[[ Data supplied, beginning ]]
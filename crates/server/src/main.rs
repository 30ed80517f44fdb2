//! Cyclemart API server.
//!
//! # Architecture
//!
//! - Axum JSON API behind the hosted auth provider's bearer tokens
//! - `PostgreSQL` (`marketplace` schema) for listings, stores, offers, orders
//!   and support tickets
//! - Stripe Checkout for payments, confirmed by signed webhooks
//! - Object storage for listing photos, scanned by background discovery jobs

#![cfg_attr(not(test), forbid(unsafe_code))]

use std::net::SocketAddr;

use sentry::integrations::tracing as sentry_tracing;
use tracing_subscriber::{layer::SubscriberExt, util::SubscriberInitExt};

use cyclemart_server::config::ServerConfig;
use cyclemart_server::state::AppState;
use cyclemart_server::{db, routes};

/// Initialize Sentry error tracking and return guard that must be kept alive.
fn init_sentry(config: &ServerConfig) -> Option<sentry::ClientInitGuard> {
    let dsn = config.sentry_dsn.as_ref()?;

    let guard = sentry::init((
        dsn.as_str(),
        sentry::ClientOptions {
            release: sentry::release_name!(),
            environment: config
                .sentry_environment
                .clone()
                .map(std::borrow::Cow::Owned),
            attach_stacktrace: true,
            ..Default::default()
        },
    ));

    tracing::info!("Sentry initialized");
    Some(guard)
}

/// Filter tracing events to Sentry event types.
fn sentry_event_filter(metadata: &tracing::Metadata<'_>) -> sentry_tracing::EventFilter {
    match *metadata.level() {
        tracing::Level::ERROR | tracing::Level::WARN => sentry_tracing::EventFilter::Event,
        tracing::Level::INFO | tracing::Level::DEBUG => sentry_tracing::EventFilter::Breadcrumb,
        _ => sentry_tracing::EventFilter::Ignore,
    }
}

#[tokio::main]
async fn main() {
    // Load configuration from environment (needed for Sentry init)
    let config = ServerConfig::from_env().expect("Failed to load configuration");

    // Initialize Sentry (must be done before tracing subscriber)
    let _sentry_guard = init_sentry(&config);

    // Defaults to info level for our crate if RUST_LOG is not set
    let env_filter = tracing_subscriber::EnvFilter::try_from_default_env()
        .unwrap_or_else(|_| "cyclemart_server=info,tower_http=debug".into());

    // Use JSON format on Fly.io for structured log parsing, text format locally
    let is_fly = std::env::var("FLY_APP_NAME").is_ok();
    let json_layer = is_fly.then(|| tracing_subscriber::fmt::layer().json().flatten_event(true));
    let text_layer = (!is_fly).then(tracing_subscriber::fmt::layer);

    tracing_subscriber::registry()
        .with(env_filter)
        .with(json_layer)
        .with(text_layer)
        .with(sentry_tracing::layer().event_filter(sentry_event_filter))
        .init();

    let pool = db::create_pool(&config.database_url)
        .await
        .expect("Failed to create database pool");
    tracing::info!("Database pool created");

    // NOTE: Migrations are NOT run automatically on startup.
    // Run them explicitly via: cargo run -p cyclemart-cli -- migrate

    let state = AppState::new(config.clone(), pool).expect("Failed to create application state");

    let app = routes::rate_limited_app(state)
        // Sentry layers (outermost for full request coverage)
        .layer(sentry_tower::NewSentryLayer::new_from_top())
        .layer(sentry_tower::SentryHttpLayer::new().enable_transaction());

    let addr = config.socket_addr();
    tracing::info!("cyclemart API listening on http://{}", addr);

    let listener = tokio::net::TcpListener::bind(addr)
        .await
        .expect("Failed to bind to address");

    axum::serve(
        listener,
        app.into_make_service_with_connect_info::<SocketAddr>(),
    )
    .with_graceful_shutdown(shutdown_signal())
    .await
    .expect("Server error");
}

/// Wait for shutdown signal (Ctrl+C or SIGTERM).
async fn shutdown_signal() {
    let ctrl_c = async {
        tokio::signal::ctrl_c()
            .await
            .expect("Failed to install Ctrl+C handler");
    };

    #[cfg(unix)]
    let terminate = async {
        tokio::signal::unix::signal(tokio::signal::unix::SignalKind::terminate())
            .expect("Failed to install signal handler")
            .recv()
            .await;
    };

    #[cfg(not(unix))]
    let terminate = std::future::pending::<()>();

    tokio::select! {
        () = ctrl_c => {},
        () = terminate => {},
    }

    tracing::info!("Shutdown signal received, starting graceful shutdown");
}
[[ Data supplied, end ]]
§ **Exercise instructions**
Reproduce exactly the entries above, limited to the lines from the one with "#![cfg_attr(not(test), forbid(unsafe_code))]" through the one with "tracing::Level::ERROR | tracing::Level::WARN", both included.

§ **Answer to the problem**
#![cfg_attr(not(test), forbid(unsafe_code))]

use std::net::SocketAddr;

use sentry::integrations::tracing as sentry_tracing;
use tracing_subscriber::{layer::SubscriberExt, util::SubscriberInitExt};

use cyclemart_server::config::ServerConfig;
use cyclemart_server::state::AppState;
use cyclemart_server::{db, routes};

/// Initialize Sentry error tracking and return guard that must be kept alive.
fn init_sentry(config: &ServerConfig) -> Option<sentry::ClientInitGuard> {
    let dsn = config.sentry_dsn.as_ref()?;

    let guard = sentry::init((
        dsn.as_str(),
        sentry::ClientOptions {
            release: sentry::release_name!(),
            environment: config
                .sentry_environment
                .clone()
                .map(std::borrow::Cow::Owned),
            attach_stacktrace: true,
            ..Default::default()
        },
    ));

    tracing::info!("Sentry initialized");
    Some(guard)
}

/// Filter tracing events to Sentry event types.
fn sentry_event_filter(metadata: &tracing::Metadata<'_>) -> sentry_tracing::EventFilter {
    match *metadata.level() {
        tracing::Level::ERROR | tracing::Level::WARN => sentry_tracing::EventFilter::Event,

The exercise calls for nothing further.